More is also believed to have written Philosophiae Teutonicae Censura (1670), a critique of the theosophy of Jacob Boehme, and to have edited Joseph Glanvill's Saducismus Triumphatus (1681), contributing extensive commentary. He also annotated Glanvill's Lux Orientalis (1682), and maintained a correspondence with John Worthington, whose Diary preserves several of their letters. Further letters between More and John Norris appear in Norris's Theory and Regulation of Love (1688). A Collection of Several Philosophical Writings of Dr. Henry More was first published in 1662 and includes Antidote against Atheism, Enthusiasmus Triumphatus, Letters to Des Cartes, Immortality of the Soul, and Conjectura Cabbalistica; a greatly expanded fourth edition appeared in 1712.
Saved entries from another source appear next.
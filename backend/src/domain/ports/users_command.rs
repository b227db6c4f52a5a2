//! Driving port for mutating user records.

use async_trait::async_trait;

use crate::domain::{Error, User, UserDraft, UserId};

/// Write-side use cases.
///
/// Implementations must serialise mutations so that concurrent requests do
/// not lose each other's writes.
#[async_trait]
pub trait UsersCommand: Send + Sync {
    /// Store a new record, assigning the next identifier.
    async fn create_user(&self, draft: UserDraft) -> Result<User, Error>;

    /// Replace the body of record `id`, keeping its identifier.
    ///
    /// Fails with [`crate::domain::ErrorCode::NotFound`] when absent.
    async fn replace_user(&self, id: UserId, draft: UserDraft) -> Result<User, Error>;

    /// Remove record `id`.
    ///
    /// Fails with [`crate::domain::ErrorCode::NotFound`] when absent.
    async fn delete_user(&self, id: UserId) -> Result<(), Error>;
}
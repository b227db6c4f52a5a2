//! User CRUD handlers.
//!
//! ```text
//! GET    /users
//! POST   /users        {"name": "Ana"}
//! GET    /users/{id}
//! PUT    /users/{id}   {"name": "Ana Silva", ...}
//! DELETE /users/{id}
//! ```
//!
//! Path segments and bodies are taken raw and parsed in
//! [`validation`](crate::inbound::http::validation) so that every rejection
//! uses the `{"error": ...}` envelope.

use actix_web::{HttpResponse, delete, get, post, put, web};

use crate::domain::{User, UserDraft};
use crate::inbound::http::ApiResult;
use crate::inbound::http::error::ErrorBody;
use crate::inbound::http::headers::JSON_CONTENT_TYPE;
use crate::inbound::http::state::HttpState;
use crate::inbound::http::validation::{parse_new_user, parse_replacement, parse_user_id};

/// List every user in insertion order.
///
/// # Examples
/// ```
/// use actix_web::App;
/// use mockbank::inbound::http::users::list_users;
///
/// let _app = App::new().service(list_users);
/// ```
#[utoipa::path(
    get,
    path = "/users",
    responses(
        (status = 200, description = "Every stored user", body = [User]),
        (status = 500, description = "Internal server error", body = ErrorBody)
    ),
    tags = ["users"],
    operation_id = "listUsers"
)]
#[get("/users")]
pub async fn list_users(state: web::Data<HttpState>) -> ApiResult<HttpResponse> {
    let users = state.users.list_users().await?;
    Ok(HttpResponse::Ok().content_type(JSON_CONTENT_TYPE).json(users))
}

/// Create a user. The store assigns the identifier.
#[utoipa::path(
    post,
    path = "/users",
    request_body = UserDraft,
    responses(
        (status = 201, description = "Stored user with its identifier", body = User),
        (status = 400, description = "Missing name or unparsable body", body = ErrorBody),
        (status = 500, description = "Internal server error", body = ErrorBody)
    ),
    tags = ["users"],
    operation_id = "createUser"
)]
#[post("/users")]
pub async fn create_user(
    state: web::Data<HttpState>,
    body: web::Bytes,
) -> ApiResult<HttpResponse> {
    let draft = parse_new_user(&body)?;
    let user = state.users_command.create_user(draft).await?;
    Ok(HttpResponse::Created()
        .content_type(JSON_CONTENT_TYPE)
        .json(user))
}

/// Fetch one user.
#[utoipa::path(
    get,
    path = "/users/{id}",
    params(("id" = u64, Path, description = "User identifier")),
    responses(
        (status = 200, description = "Stored user", body = User),
        (status = 400, description = "Invalid user ID", body = ErrorBody),
        (status = 404, description = "User not found", body = ErrorBody),
        (status = 500, description = "Internal server error", body = ErrorBody)
    ),
    tags = ["users"],
    operation_id = "getUser"
)]
#[get("/users/{id}")]
pub async fn get_user(
    state: web::Data<HttpState>,
    path: web::Path<String>,
) -> ApiResult<HttpResponse> {
    let id = parse_user_id(&path)?;
    let user = state.users.find_user(id).await?;
    Ok(HttpResponse::Ok().content_type(JSON_CONTENT_TYPE).json(user))
}

/// Replace every field of a user except its identifier.
///
/// The body is parsed before the lookup, so a malformed body is rejected
/// even when the identifier is unknown.
#[utoipa::path(
    put,
    path = "/users/{id}",
    params(("id" = u64, Path, description = "User identifier")),
    request_body = UserDraft,
    responses(
        (status = 200, description = "Replaced user", body = User),
        (status = 400, description = "Invalid user ID or unparsable body", body = ErrorBody),
        (status = 404, description = "User not found", body = ErrorBody),
        (status = 500, description = "Internal server error", body = ErrorBody)
    ),
    tags = ["users"],
    operation_id = "replaceUser"
)]
#[put("/users/{id}")]
pub async fn replace_user(
    state: web::Data<HttpState>,
    path: web::Path<String>,
    body: web::Bytes,
) -> ApiResult<HttpResponse> {
    let id = parse_user_id(&path)?;
    let draft = parse_replacement(&body)?;
    let user = state.users_command.replace_user(id, draft).await?;
    Ok(HttpResponse::Ok().content_type(JSON_CONTENT_TYPE).json(user))
}

/// Delete a user.
#[utoipa::path(
    delete,
    path = "/users/{id}",
    params(("id" = u64, Path, description = "User identifier")),
    responses(
        (status = 204, description = "User deleted"),
        (status = 400, description = "Invalid user ID", body = ErrorBody),
        (status = 404, description = "User not found", body = ErrorBody),
        (status = 500, description = "Internal server error", body = ErrorBody)
    ),
    tags = ["users"],
    operation_id = "deleteUser"
)]
#[delete("/users/{id}")]
pub async fn delete_user(
    state: web::Data<HttpState>,
    path: web::Path<String>,
) -> ApiResult<HttpResponse> {
    let id = parse_user_id(&path)?;
    state.users_command.delete_user(id).await?;
    Ok(HttpResponse::NoContent().finish())
}

/// Register every user handler on `cfg`.
pub fn configure(cfg: &mut web::ServiceConfig) {
    cfg.service(list_users)
        .service(create_user)
        .service(get_user)
        .service(replace_user)
        .service(delete_user);
}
More also published collected editions of his works, including Opera theologica (1675) and Opera philosophica (1678). Between 1672 and 1675, he translated many of his English writings into Latin. This effort began with Henrici Mori Cantabrigiensis Opera Theologica (1675), and culminated in the two-volume Henrici Mori Cantabrigiensis Opera Omnia (1679), produced with the support of John Cockshutt of the Inner Temple, who had left More a legacy of £300 to fund the translations. Later posthumous publications include Discourses on Several Texts of Scripture (1692), prefaced by John Worthington, and Letters on Several Subjects (1694), published by Edmund Elys. An abridged selection, The Theological Works of the Most Pious and Learned Henry More (1708), was produced for charitable libraries.

Primary sources on More's life include Richard Ward's Life (1710), the Prefatio Generalissima to the 1679 Opera Omnia, and an Apology published in 1664. Later assessments include John Tulloch's Rational Theology (vol. II, 1874); Johann Georg Ritter von Zimmermann's Henry More und die vierte Dimension des Raums (Vienna, 1881); and Henry More: Tercentenary Studies, edited by Sarah Hutton (Dordrecht, 1990).